Attorney General of Trinidad and Tobago v CL Financial Ltd (In Liquidation) [2025] UKPC 41

Court: Privy Council (from the Court of Appeal of the Republic of Trinidad and Tobago)
Subject: Level of detail required in support of approval of liquidators' remuneration on a time basis
Judges: Lord Hodge, Lord Briggs, Lord Leggatt, Lord Stephens, Lord Richards

Summary

In this important decision, the Board carried out a detailed analysis of authorities in a wide range of common law jurisdictions and provided valuable guidance on the level of information liquidators should provide when seeking approval of their remuneration.

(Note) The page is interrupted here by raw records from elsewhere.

// ── Handle ───────────────────────────────────────────────────────────────────

pub struct FecHandle<S: BlockSource = File, C: Codec = ReedSolomon> {
    source:    Option<S>,
    mode:      Mode,
    flags:     Flags,
    size:      u64,
    data_size: u64,
    pos:       u64,
    errors:    u64,
    ecc:       Option<EccState<C>>,
    avb:       Option<AvbImage>,
    verity:    VerityMetadata,
    tree:      Option<TreeState>,
}

impl FecHandle<File, ReedSolomon> {
    /// Opens the image at `path`.
    pub fn open<P: AsRef<Path>>(path: P, options: OpenOptions) -> Result<Self, FecError> {
        let file = std::fs::OpenOptions::new()
            .read(true)
            .write(options.mode == Mode::ReadWrite)
            .open(path.as_ref())?;
        debug!(path = %path.as_ref().display(), mode = ?options.mode, "opening image");
        Self::from_source_with_codec(file, options, get_codec)
    }
}

impl<S: BlockSource> FecHandle<S, ReedSolomon> {
    pub fn from_source(source: S, options: OpenOptions) -> Result<Self, FecError> {
        Self::from_source_with_codec(source, options, get_codec)
    }
}
#[test]
fn signature_is_checked_by_the_caller_verifier() {
    let data = pattern(16 * BS);
    let signature = [0xA5u8; RSA_SIGNATURE_SIZE];
    let image = verity_image(&data, ImageOptions { signature: Some(signature), ..Default::default() });
    let h = FecHandle::open(image.path(), OpenOptions::new()).unwrap();
    let table = h.get_verity_metadata().unwrap().table.clone();

    let accept = move |sig: &[u8; RSA_SIGNATURE_SIZE], msg: &[u8]| sig == &signature && msg == table.as_bytes();
    h.verify_signature(&accept).unwrap();

    let reject = |_: &[u8; RSA_SIGNATURE_SIZE], _: &[u8]| false;
    assert!(matches!(h.verify_signature(&reject), Err(FecError::SignatureInvalid)));
}

#[test]
fn verity_can_be_toggled_in_place() {
    let data = pattern(16 * BS);
    let image = verity_image(&data, ImageOptions::default());
    {
        let mut h = FecHandle::open(image.path(), OpenOptions::new().mode(Mode::ReadWrite)).unwrap();
        assert!(!h.get_verity_metadata().unwrap().disabled);
        h.set_verity_status(false).unwrap();
        h.close().unwrap();
    }
    let h = FecHandle::open(image.path(), OpenOptions::new()).unwrap();
    let verity = h.get_verity_metadata().unwrap();
    assert!(verity.is_present());
    assert!(verity.disabled);

    let mut ro = FecHandle::open(image.path(), OpenOptions::new()).unwrap();
    assert!(matches!(ro.set_verity_status(true), Err(FecError::ContractViolation(_))));
}

#[test]
fn metadata_as_json() {
    let data = pattern(8 * BS);
    let image = verity_image(&data, ImageOptions::default());
    let h = FecHandle::open(image.path(), OpenOptions::new()).unwrap();
    let json = serde_json::json!({
        "status": h.get_status().unwrap(),
        "ecc": h.get_ecc_metadata().unwrap(),
        "verity": h.get_verity_metadata().unwrap(),
    });
    assert_eq!(json["status"]["mode"], "read-only");
    assert_eq!(json["ecc"]["roots"], 2);
    assert_eq!(json["verity"]["data_size"], 8 * BLOCK_SIZE);
    assert_eq!(json["verity"]["metadata_start"], 8 * BLOCK_SIZE);
}

#[test]
fn verity_rechecks_blocks_the_decoder_cannot_fix_alone() {
    let data = pattern(300 * BS);
    let image = verity_image(&data, ImageOptions::default());
    let rounds = FecHandle::open(image.path(), OpenOptions::new())
        .unwrap()
        .get_ecc_metadata()
        .unwrap()
        .unwrap()
        .rounds as usize;
    // One flipped byte in two rows of the same round: codeword 100 of that
    // round holds two errors, more than two roots can correct blind.
    corrupt(image.path(), 30 * BS + 100, 1);
    corrupt(image.path(), (30 + rounds) * BS + 100, 1);

    let mut h = FecHandle::open(image.path(), OpenOptions::new()).unwrap();
    let mut out = vec![0u8; data.len()];
    assert_eq!(h.pread(&mut out, 0).unwrap(), data.len());
    assert_eq!(out, data);
    assert_eq!(h.get_status().unwrap().errors, 2);
}

// ── Filesystem superblock candidates ─────────────────────────────────────────

const FS_BLOCKS: u64 = 64;

fn ext4_superblock(data: &mut [u8], blocks: u32) {
    let sb = &mut data[1024..2048];
    sb[0x04..0x08].copy_from_slice(&blocks.to_le_bytes());
    // 4 KiB blocks.
    sb[0x18..0x1c].copy_from_slice(&2u32.to_le_bytes());
    sb[0x38..0x3a].copy_from_slice(&0xEF53u16.to_le_bytes());
    sb[0x60..0x64].fill(0);
}

fn squashfs_superblock(data: &mut [u8], bytes_used: u64) {
    data[..96].fill(0);
    data[0..4].copy_from_slice(&0x7371_7368u32.to_le_bytes());
    data[28..30].copy_from_slice(&4u16.to_le_bytes());
    data[40..48].copy_from_slice(&bytes_used.to_le_bytes());
}

/// `[fs data][metadata][tree][3 zero blocks]` with no FEC trailer.  The
/// padding keeps the end-of-area and size-law candidates off the metadata,
/// so only the superblock can find it.
fn filesystem_image(data: &[u8]) -> NamedTempFile {
    let salt = [0x3cu8; 32];
    let mut tree: HashTreeBuilder = HashTreeBuilder::new(BS).unwrap();
    tree.initialize(data.len() as u64, &salt).unwrap();
    tree.update(data).unwrap();
    tree.build().unwrap();
    let tree_bytes = tree.tree_bytes().unwrap();
    assert_eq!(tree_bytes.len(), BS);

    let metadata_blocks = 8;
    let table = VerityTable {
        data_device:      "/dev/block/vdb".into(),
        hash_device:      "/dev/block/vdb".into(),
        data_blocks:      FS_BLOCKS,
        hash_start_block: FS_BLOCKS + metadata_blocks,
        root_digest:      tree.root_hash().unwrap().try_into().unwrap(),
        salt:             salt.to_vec(),
        extra:            Vec::new(),
    };
    let mut image = data.to_vec();
    image.extend_from_slice(&build_metadata(&table, None, false).unwrap());
    image.extend_from_slice(&tree_bytes);
    image.resize(image.len() + 3 * BS, 0);
    temp_with(&image)
}

fn assert_verity_at_fs_end(image: &Path, flags: Flags, data: &[u8]) {
    let mut h = FecHandle::open(image, OpenOptions::new().flags(flags)).unwrap();
    assert!(h.get_ecc_metadata().unwrap().is_none());
    let verity = h.get_verity_metadata().unwrap();
    assert!(verity.is_present(), "{flags:?}");
    assert_eq!(verity.metadata_start, FS_BLOCKS * BLOCK_SIZE);
    assert_eq!(h.get_status().unwrap().data_size, FS_BLOCKS * BLOCK_SIZE);
    let mut out = vec![0u8; data.len()];
    h.pread(&mut out, 0).unwrap();
    assert_eq!(out, data);
}

fn assert_no_verity(image: &Path, flags: Flags) {
    let h = FecHandle::open(image, OpenOptions::new().flags(flags)).unwrap();
    assert!(!h.get_verity_metadata().unwrap().is_present(), "{flags:?}");
}

#[test]
fn ext4_superblock_locates_verity_metadata() {
    let mut data = pattern(FS_BLOCKS as usize * BS);
    ext4_superblock(&mut data, FS_BLOCKS as u32);
    let image = filesystem_image(&data);

    assert_verity_at_fs_end(image.path(), Flags::EXT4, &data);
    assert_verity_at_fs_end(image.path(), Flags::empty(), &data);
    assert_verity_at_fs_end(image.path(), Flags::EXT4 | Flags::SQUASH, &data);
    // Only the squashfs superblock is looked at.
    assert_no_verity(image.path(), Flags::SQUASH);
}

#[test]
fn squashfs_superblock_locates_verity_metadata() {
    let mut data = pattern(FS_BLOCKS as usize * BS);
    // bytes_used is padded up to the next block.
    squashfs_superblock(&mut data, FS_BLOCKS * BLOCK_SIZE - 100);
    let image = filesystem_image(&data);

    assert_verity_at_fs_end(image.path(), Flags::SQUASH, &data);
    assert_verity_at_fs_end(image.path(), Flags::empty(), &data);
    assert_no_verity(image.path(), Flags::EXT4);
}

#[test]
fn superblock_size_that_misses_the_metadata_finds_nothing() {
    let mut data = pattern(FS_BLOCKS as usize * BS);
    ext4_superblock(&mut data, FS_BLOCKS as u32 - 4);
    let image = filesystem_image(&data);
    assert_no_verity(image.path(), Flags::EXT4);
    assert_no_verity(image.path(), Flags::empty());

    // No superblock at all.
    let data = pattern(FS_BLOCKS as usize * BS);
    let image = filesystem_image(&data);
    assert_no_verity(image.path(), Flags::EXT4 | Flags::SQUASH);
}

// ── AVB ──────────────────────────────────────────────────────────────────────

struct AvbLayout {
    image_size:    u64,
    fec_offset:    u64,
    vbmeta_offset: u64,
}

fn hashtree_descriptor(layout: &AvbLayout, roots: u32, fec_size: u64, salt: &[u8], root: &[u8]) -> Vec<u8> {
    let name = b"vendor";
    let mut body = Vec::new();
    body.extend_from_slice(&1u32.to_be_bytes());
    body.extend_from_slice(&layout.image_size.to_be_bytes());
    body.extend_from_slice(&layout.image_size.to_be_bytes()); // tree_offset
    body.extend_from_slice(&(layout.fec_offset - layout.image_size).to_be_bytes()); // tree_size
    body.extend_from_slice(&4096u32.to_be_bytes());
    body.extend_from_slice(&4096u32.to_be_bytes());
    body.extend_from_slice(&roots.to_be_bytes());
    body.extend_from_slice(&layout.fec_offset.to_be_bytes());
    body.extend_from_slice(&fec_size.to_be_bytes());
    let mut algorithm = [0u8; 32];
    algorithm[..6].copy_from_slice(b"sha256");
    body.extend_from_slice(&algorithm);
    body.extend_from_slice(&(name.len() as u32).to_be_bytes());
    body.extend_from_slice(&(salt.len() as u32).to_be_bytes());
    body.extend_from_slice(&(root.len() as u32).to_be_bytes());
    body.extend_from_slice(&0u32.to_be_bytes()); // flags
    body.resize(164, 0);
    body.extend_from_slice(name);
    body.extend_from_slice(salt);
    body.extend_from_slice(root);
    body.resize((body.len() + 7) / 8 * 8, 0);

    let mut desc = Vec::new();
    desc.extend_from_slice(&1u64.to_be_bytes());
    desc.extend_from_slice(&(body.len() as u64).to_be_bytes());
    desc.extend_from_slice(&body);
    desc
}

/// Unsigned vbmeta (algorithm 0) carrying one descriptor.
fn vbmeta(descriptor: &[u8], flags: u32) -> Vec<u8> {
    let mut header = vec![0u8; 256];
    header[..4].copy_from_slice(b"AVB0");
    header[4..8].copy_from_slice(&1u32.to_be_bytes());
    header[20..28].copy_from_slice(&(descriptor.len() as u64).to_be_bytes()); // aux size
    header[104..112].copy_from_slice(&(descriptor.len() as u64).to_be_bytes()); // descriptors size
    header[120..124].copy_from_slice(&flags.to_be_bytes());
    [header, descriptor.to_vec()].concat()
}

/// `[data][tree][parity + FEC header block][vbmeta][padding, footer]` as
/// avbtool lays out a partition.
fn avb_image(data: &[u8], roots: u8, flags: u32) -> (NamedTempFile, AvbLayout) {
    let salt = [0x5cu8; 32];
    let mut tree: HashTreeBuilder = HashTreeBuilder::new(BS).unwrap();
    tree.initialize(data.len() as u64, &salt).unwrap();
    tree.update(data).unwrap();
    tree.build().unwrap();

    let mut image = data.to_vec();
    image.extend_from_slice(&tree.tree_bytes().unwrap());
    let fec = FecEncoder::new(EncodeOptions { roots }).unwrap().encode_bytes(&image).unwrap();
    let layout = AvbLayout {
        image_size:    data.len() as u64,
        fec_offset:    image.len() as u64,
        vbmeta_offset: (image.len() + fec.len()) as u64,
    };
    image.extend_from_slice(&fec);

    let desc = hashtree_descriptor(&layout, u32::from(roots), fec.len() as u64, &salt, tree.root_hash().unwrap());
    let vbmeta = vbmeta(&desc, flags);
    image.extend_from_slice(&vbmeta);
    image.resize(image.len() + 2 * BS - vbmeta.len(), 0);

    let mut footer = [0u8; 64];
    footer[..4].copy_from_slice(b"AVBf");
    footer[4..8].copy_from_slice(&1u32.to_be_bytes());
    footer[12..20].copy_from_slice(&layout.image_size.to_be_bytes());
    footer[20..28].copy_from_slice(&layout.vbmeta_offset.to_be_bytes());
    footer[28..36].copy_from_slice(&(vbmeta.len() as u64).to_be_bytes());
    let end = image.len();
    image[end - 64..].copy_from_slice(&footer);
    (temp_with(&image), layout)
}

#[test]
fn avb_footer_supplies_tree_and_fec_locations() {
    let data = pattern(40 * BS);
    let (image, layout) = avb_image(&data, 4, 0);
    corrupt(image.path(), 7 * BS, BS);

    // The default of two roots is overridden by the descriptor.
    let mut h = FecHandle::open(image.path(), OpenOptions::new().flags(Flags::REQUIRE_ECC)).unwrap();
    let avb = h.get_avb_metadata().unwrap().unwrap();
    assert_eq!(avb.hashtree.partition_name, "vendor");
    assert_eq!(avb.footer.vbmeta_offset, layout.vbmeta_offset);

    let ecc = h.get_ecc_metadata().unwrap().unwrap();
    assert!(ecc.valid);
    assert_eq!(ecc.roots, 4);
    assert_eq!(ecc.start, layout.fec_offset);

    let verity = h.get_verity_metadata().unwrap();
    assert!(verity.is_present());
    assert!(!verity.disabled);
    assert_eq!(verity.format, MetadataFormat::Avb);
    assert_eq!(verity.metadata_start, layout.vbmeta_offset);
    assert_eq!(h.get_status().unwrap().data_size, layout.image_size);

    let mut out = vec![0u8; data.len()];
    assert_eq!(h.pread(&mut out, 0).unwrap(), data.len());
    assert_eq!(out, data);
    assert_eq!(h.get_status().unwrap().errors, 1);

    let accept = |_: &[u8; RSA_SIGNATURE_SIZE], _: &[u8]| true;
    assert!(matches!(h.verify_signature(&accept), Err(FecError::ContractViolation(_))));
}
use std::fs::File;
use std::io::{self, Cursor, Read, Seek, SeekFrom, Write};

/// Positional access to the backing store of an image.
pub trait BlockSource {
    /// Total size of the backing store in bytes.
    fn size(&mut self) -> io::Result<u64>;
    fn read_exact_at(&mut self, buf: &mut [u8], offset: u64) -> io::Result<()>;
    fn write_all_at(&mut self, buf: &[u8], offset: u64) -> io::Result<()>;
    /// Makes previous writes durable.
    fn sync(&mut self) -> io::Result<()>;
}

impl BlockSource for File {
    fn size(&mut self) -> io::Result<u64> {
        Ok(self.metadata()?.len())
    }

    fn read_exact_at(&mut self, buf: &mut [u8], offset: u64) -> io::Result<()> {
        self.seek(SeekFrom::Start(offset))?;
        self.read_exact(buf)
    }

    fn write_all_at(&mut self, buf: &[u8], offset: u64) -> io::Result<()> {
        self.seek(SeekFrom::Start(offset))?;
        self.write_all(buf)
    }

    fn sync(&mut self) -> io::Result<()> {
        self.sync_data()
    }
}

impl BlockSource for Cursor<Vec<u8>> {
    fn size(&mut self) -> io::Result<u64> {
        Ok(self.get_ref().len() as u64)
    }

    fn read_exact_at(&mut self, buf: &mut [u8], offset: u64) -> io::Result<()> {
        self.set_position(offset);
        self.read_exact(buf)
    }

    fn write_all_at(&mut self, buf: &[u8], offset: u64) -> io::Result<()> {
        self.set_position(offset);
        self.write_all(buf)
    }

    fn sync(&mut self) -> io::Result<()> {
        Ok(())
    }
}

impl<T: BlockSource + ?Sized> BlockSource for &mut T {
    fn size(&mut self) -> io::Result<u64> {
        (**self).size()
    }

    fn read_exact_at(&mut self, buf: &mut [u8], offset: u64) -> io::Result<()> {
        (**self).read_exact_at(buf, offset)
    }

    fn write_all_at(&mut self, buf: &[u8], offset: u64) -> io::Result<()> {
        (**self).write_all_at(buf, offset)
    }

    fn sync(&mut self) -> io::Result<()> {
        (**self).sync()
    }
}
//! Round-level Reed-Solomon work shared by the reader, the encoder and the
//! recovery scanner.
//!
//! A round is the set of `BLOCK_SIZE` codewords that share the same input
//! blocks: row `i` of round `r` is input block `r + i * rounds`, and byte `j`
//! of that block is symbol `i` of codeword `r * BLOCK_SIZE + j`.  Rows past the
//! end of the input are implicit zeros.

use std::io;

#[cfg(feature = "parallel")]
use rayon::prelude::*;

use crate::codec::{Codec, CodecError};
use crate::interleave::Geometry;
use crate::io_stream::source::BlockSource;
use crate::BLOCK_SIZE;

const BS: usize = BLOCK_SIZE as usize;

/// Rows of `round` that map to real input blocks.
pub fn real_rows(geometry: &Geometry, round: u64) -> usize {
    if round >= geometry.blocks {
        return 0;
    }
    let rows = (geometry.blocks - round - 1) / geometry.rounds + 1;
    rows.min(geometry.rsn) as usize
}

/// Input rows and parity of one round.
#[derive(Clone)]
pub struct Round {
    pub index:          u64,
    pub row_count:      usize,
    /// `row_count * BLOCK_SIZE` bytes, row-major.
    pub rows:           Vec<u8>,
    /// `BLOCK_SIZE * roots` bytes; codeword `j` owns `parity[j * roots..]`.
    pub parity:         Vec<u8>,
    /// Rows whose content changed while decoding.
    pub corrected_rows: Vec<bool>,
    pub parity_changed: bool,
    /// Symbols corrected over all codewords.
    pub symbols:        usize,
}

impl Round {
    pub fn row(&self, row: usize) -> &[u8] {
        &self.rows[row * BS..(row + 1) * BS]
    }

    pub fn is_clean(&self) -> bool {
        self.symbols == 0
    }

    pub fn corrected_row_count(&self) -> usize {
        self.corrected_rows.iter().filter(|&&c| c).count()
    }
}

/// Reads every real row of `round` plus its parity from `source`.
///
/// `parity_start` is the byte offset of the parity area.
pub fn read_round<S: BlockSource + ?Sized>(
    source:       &mut S,
    geometry:     &Geometry,
    parity_start: u64,
    round:        u64,
) -> io::Result<Round> {
    let row_count = real_rows(geometry, round);
    let mut rows = vec![0u8; row_count * BS];
    for (i, row) in rows.chunks_mut(BS).enumerate() {
        let block = geometry.block_at(round, i as u64);
        source.read_exact_at(row, block * BLOCK_SIZE)?;
    }
    let mut parity = vec![0u8; geometry.round_parity_len()];
    source.read_exact_at(&mut parity, parity_start + geometry.parity_offset(round))?;

    Ok(Round {
        index: round,
        row_count,
        rows,
        parity,
        corrected_rows: vec![false; row_count],
        parity_changed: false,
        symbols: 0,
    })
}

/// Corrects every codeword of `round` in place.
///
/// `erasures` are row indices known to be damaged.  On error the round may be
/// partially corrected and must be discarded.
pub fn decode_round<C: Codec + ?Sized>(
    codec:    &C,
    geometry: &Geometry,
    round:    &mut Round,
    erasures: &[usize],
) -> Result<usize, CodecError> {
    let rsn = geometry.rsn as usize;
    let roots = usize::from(geometry.roots);
    let mut codeword = vec![0u8; rsn + roots];

    for j in 0..BS {
        codeword.fill(0);
        for i in 0..round.row_count {
            codeword[i] = round.rows[i * BS + j];
        }
        codeword[rsn..].copy_from_slice(&round.parity[j * roots..(j + 1) * roots]);

        let fixed = codec.decode(&mut codeword, erasures)?;
        if fixed == 0 {
            continue;
        }
        round.symbols += fixed;
        for i in 0..round.row_count {
            if round.rows[i * BS + j] != codeword[i] {
                round.rows[i * BS + j] = codeword[i];
                round.corrected_rows[i] = true;
            }
        }
        let parity = &mut round.parity[j * roots..(j + 1) * roots];
        if parity != &codeword[rsn..] {
            parity.copy_from_slice(&codeword[rsn..]);
            round.parity_changed = true;
        }
    }
    Ok(round.symbols)
}

/// Computes the parity of one round from its real rows.
///
/// `rows` holds `row_count` blocks; missing rows encode as zeros.
pub fn encode_round<C: Codec + ?Sized>(
    codec:     &C,
    geometry:  &Geometry,
    rows:      &[u8],
    row_count: usize,
    parity:    &mut [u8],
) -> Result<(), CodecError> {
    let rsn = geometry.rsn as usize;
    let roots = usize::from(geometry.roots);

    // `data` is reused across codewords: only the first `row_count` symbols
    // are ever written, the rest stay zero.
    let encode_one = |data: &mut Vec<u8>, j: usize, out: &mut [u8]| -> Result<(), CodecError> {
        for (i, symbol) in data.iter_mut().enumerate().take(row_count) {
            *symbol = rows[i * BS + j];
        }
        codec.encode(data, out)
    };

    #[cfg(feature = "parallel")]
    {
        parity
            .par_chunks_mut(roots)
            .enumerate()
            .try_for_each_init(|| vec![0u8; rsn], |data, (j, out)| encode_one(data, j, out))
    }
    #[cfg(not(feature = "parallel"))]
    {
        let mut data = vec![0u8; rsn];
        parity.chunks_mut(roots).enumerate().try_for_each(|(j, out)| encode_one(&mut data, j, out))
    }
}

The company was wound up, with the Government of Trinidad and Tobago being its largest creditor. The court order setting out the basis of the liquidators' remuneration provided that this would be "on the basis of the reasonable time expended" at hourly rates for different grades of Grant Thornton personnel. The Government challenged the company's application for the liquidators' remuneration, partly on the basis that insufficient information was provided. The Court of Appeal overturned the High Court’s approval of the remuneration.

The Board concluded that the liquidators' remuneration report and affidavit evidence provided far from sufficient information in support of their application for approval. Following the filing by the liquidators of further evidence in support, their application is to be re-heard.

  • Read the full Privy Council judgment here.

Key principles and guidance

Contrary to the Government's submissions, when dealing with the Government as a creditor, the Court and liquidators must treat it in the same way as other creditors. The Board summarised a number of basic principles that are widely accepted across common law jurisdictions:

  1. Liquidators and other officeholders appointed to administer an insolvent estate occupy a fiduciary position and they may not apply assets of the estate for their own benefit without proper authority.
  2. Therefore, the burden is on officeholders to justify any remuneration for which they seek approval.
  3. It follows that, if after considering the evidence and having regard to the guiding principles there remains any element of doubt, such doubt should be resolved by the Court against the officeholder.
  4. The Court should give weight to the fact that the officeholder is an officer of the Court and, where applicable, is a member of a regulated profession and as such is subject to rules and guidance as to professional conduct. It may be assumed, unless the evidence suggests otherwise, that the officeholder is behaving with integrity. It does not, however, follow that the work undertaken by the officeholder was reasonable and proportionate on an objective basis. That is an issue to be decided by the Court, the creditors’ committee or others responsible for approving the remuneration.
  5. The remuneration fixed by the Court should be fair and reasonable for the work properly undertaken.

Indeed, in most authorities in relevant jurisdictions, there is an overall requirement that the remuneration be fair and reasonable. This will permit and indeed require the Court to override the result reached by an assessment of time reasonably spent or by the application of a percentage to recoveries or distributions. The Board referred to this general position as remuneration being “at large”.

While the Court's order in this case provided for remuneration on a time basis, it also required that the remuneration be "on the basis of reasonable time expended". As such, it was not enough for the liquidators to show that they and their staff worked a certain number of hours. It required them to show that it was necessary or reasonable to have undertaken and continued with that work and that the work was undertaken at an appropriate level of seniority. The consideration in the authorities of the level of renumeration where it is "at large" is relevant to the level of information required to show that reasonable time has been expended.

The issue of the appropriate level of information to be provided to the Court cannot be reduced to a single formula and will always be dictated by the circumstances of the particular case. The two high-level principles are that:

  1. there must be sufficient information to enable the Court to have a clear view of what the officeholder has done; and
  2. the information should be proportionate to the size of the insolvency and to the cost of preparing the information.

Turning in more detail to proportionality, more detail is, or is likely to be required in a complex liquidation. In a small liquidation, where the circumstances of the liquidation are straightforward and the costs of preparing detailed information could have a material effect on distributions, information on a more general basis will normally be sufficient.

However, liquidators are not required to provide “details of every phone call or email”. The level of detail required is not that seen in detailed bills of costs by solicitors for the taxation or assessment of their costs. The Judge at first instance was right to say that the necessary level on information can be “reasonably particularised without necessarily providing every item”.

It was accepted that a liquidator is under a duty to keep proper records in relation to time spent. The Board made it clear that the records should be available if specific charges require more detailed justification.

Certain of the Government's objections were dismissed (e.g. the appointment of corporate directors over subsidiaries).

While it is widely accepted that overhead costs should not generally be charged separately (as they should be included in hourly rates), the relevant Practice Direction provides that if these are exceptionally sought, detailed explanations as to why they should be allowed are required.